Falklands' Fortuna Group and their Taiwanese partners Go-Rising have teamed up with the UK naval architect firm Marine Design International to embark on an ambitious vessel survey and improvement program. Over a period the team surveyed 29 jigger fishing vessels in their home port of Kaohsiung, completing the survey last week.
A targeted survey, focusing on technical and engineering aspects, the vessels were surveyed for compliance with modern safety standards. The survey focused on the elements of ship structure and equipment that are critical to safety including hull and machinery and electrical installations explained lead surveyor Simon Cormack. Ultrasonic readings were taken in areas of key concern that are related to incidents that have occurred in the Illex fishery. Special attention was paid to high risk areas in the engine room.

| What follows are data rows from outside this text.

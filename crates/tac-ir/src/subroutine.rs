use crate::{
    arena::Arena,
    block::{Block, BlockId},
    error::{ConstructionError, TraceError, TypeError},
    name::{Name, QualifiedName},
    statement::Statement,
    trace::{self, Trace, Tracer},
    types::FunctionType,
    value::Binding,
};

/// A named, typed function body: parameters plus a graph of blocks
/// rooted at an entry block.
#[derive(Clone, Debug, PartialEq)]
pub struct Subroutine {
    name: QualifiedName,
    ty: FunctionType,
    /// The result may be computed at compile time for constant inputs.
    expr: bool,
    /// Visible outside the program.
    export: bool,
    params: Vec<Binding>,
    blocks: Arena<BlockId, Block>,
    entry: BlockId,
}

impl Subroutine {
    /// The name of the entry block every subroutine starts with.
    pub const ENTRY: &'static str = "entry";

    /// Creates a subroutine whose entry block is a placeholder self-jump.
    pub fn new(name: QualifiedName, ty: FunctionType) -> Result<Self, ConstructionError> {
        let mut blocks = Arena::new();
        let entry = blocks.insert_with_key(|id| Block::new(id, Name::from(Self::ENTRY)))?;
        Ok(Self {
            name,
            ty,
            expr: false,
            export: false,
            params: Vec::new(),
            blocks,
            entry,
        })
    }

    pub fn name(&self) -> &QualifiedName {
        &self.name
    }

    pub fn ty(&self) -> &FunctionType {
        &self.ty
    }

    pub fn is_expr(&self) -> bool {
        self.expr
    }

    pub fn set_expr(&mut self, expr: bool) {
        self.expr = expr;
    }

    pub fn is_export(&self) -> bool {
        self.export
    }

    pub fn set_export(&mut self, export: bool) {
        self.export = export;
    }

    pub fn params(&self) -> &[Binding] {
        &self.params
    }

    pub fn set_params(&mut self, params: Vec<Binding>) {
        self.params = params;
    }

    pub fn entry(&self) -> BlockId {
        self.entry
    }

    pub fn set_entry(&mut self, entry: BlockId) -> Result<(), ConstructionError> {
        if !self.blocks.contains(entry) {
            return Err(ConstructionError::UnknownBlock(entry));
        }
        self.entry = entry;
        Ok(())
    }

    pub fn entry_block(&self) -> &Block {
        &self.blocks[self.entry]
    }

    pub fn block(&self, id: BlockId) -> Option<&Block> {
        self.blocks.get(id)
    }

    pub(crate) fn block_mut(&mut self, id: BlockId) -> Option<&mut Block> {
        self.blocks.get_mut(id)
    }

    /// Every block ever added, reachable or not.
    pub fn blocks(&self) -> impl Iterator<Item = &Block> {
        self.blocks.iter().map(|(_, b)| b)
    }

    /// Adds a block that initially jumps to itself.
    pub fn add_block(&mut self, name: impl Into<Name>) -> Result<BlockId, ConstructionError> {
        let name = name.into();
        if name.is_empty() {
            return Err(ConstructionError::EmptyBlockName);
        }
        Ok(self.blocks.insert_with_key(|id| Block::new(id, name))?)
    }

    pub fn set_statements(
        &mut self,
        id: BlockId,
        statements: Vec<Statement>,
    ) -> Result<(), ConstructionError> {
        self.blocks
            .get_mut(id)
            .ok_or(ConstructionError::UnknownBlock(id))?
            .set_statements(statements)
    }

    /// Blocks reachable from the entry, each once, in trace order.
    pub fn reachable_blocks(&self) -> Vec<BlockId> {
        trace::reachable(&self.blocks, self.entry)
    }

    /// Traces the block graph from the entry block.
    pub fn trace(&self) -> Result<Trace, TraceError> {
        let mut tracer = Tracer::new(&self.blocks);
        for param in &self.params {
            tracer.seed_parameter(param);
        }
        tracer.visit(self.entry)?;
        Ok(tracer.finish())
    }

    /// Type-checks the parameter list and every reachable statement.
    pub fn validate(&self) -> Result<(), TypeError> {
        let expected = self.ty.params();
        if expected.len() != self.params.len() {
            return Err(TypeError::ParameterArity {
                sub: self.name.clone(),
                expected: expected.len(),
                actual: self.params.len(),
            });
        }
        for (want, param) in expected.iter().zip(&self.params) {
            if !param.is_parameter() {
                return Err(TypeError::NotAParameter(param.name().clone()));
            }
            if !want.is_equivalent(param.ty()) {
                return Err(TypeError::mismatch(
                    want,
                    param.ty(),
                    format_args!("parameter `{}` of `{}`", param, self.name),
                ));
            }
        }
        for id in self.reachable_blocks() {
            let block = self.block(id).ok_or(TypeError::UnknownBlock(id))?;
            for stmt in block.statements() {
                stmt.validate_type(self)?;
            }
        }
        Ok(())
    }
}
use std::fmt::Write as _;

use tac_ir::{Program, SubId};
use tracing::debug;

use crate::{CodeGenerator, CodegenError};

/// Re-emits subroutines in the textual IR syntax, separated by blank
/// lines.
#[derive(Clone, Debug, Default)]
pub struct IrGenerator {
    out: String,
}

impl IrGenerator {
    pub fn new() -> Self {
        Self::default()
    }
}

impl CodeGenerator for IrGenerator {
    fn reset(&mut self) {
        self.out.clear();
    }

    fn visit_subroutine(&mut self, program: &Program, id: SubId) -> Result<(), CodegenError> {
        let sub = program.get(id).ok_or(CodegenError::UnknownSubroutine(id))?;
        if !self.out.is_empty() {
            self.out.push('\n');
        }
        writeln!(self.out, "{sub}")?;
        debug!(sub = %sub.name(), "emitted ir");
        Ok(())
    }

    fn generated(&self) -> &str {
        &self.out
    }

    /// The textual form has no notion of an entry point.
    fn add_entry_point(&mut self, program: &Program, id: SubId) -> Result<(), CodegenError> {
        program.get(id).ok_or(CodegenError::UnknownSubroutine(id))?;
        Ok(())
    }
}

This work complements an earlier initiative by the company to improve occupational crew safety onboard jiggers. Prior to the start of each season crew undergo an intensive training course designed to improve awareness of how to carry out their jobs safely and remind the men what to do in cases of emergency. The course is delivered by former Marine Coastguard Agency (MCA) trainers with many years of at-sea experience. Professional translators provide simultaneous translation in three different languages. Local stakeholders are invited to observe the course which is held in Stanley over a two-week period when vessels collect their fishing licenses.
Vessel owners are supportive of both areas of work which will continue and while Illex catches in the South West Atlantic have been relatively poor in recent years the possibility of long term access to the resource when it moves through the Falklands can assist in providing security to improve standards through good years and bad, said Fortuna Director James Wallace.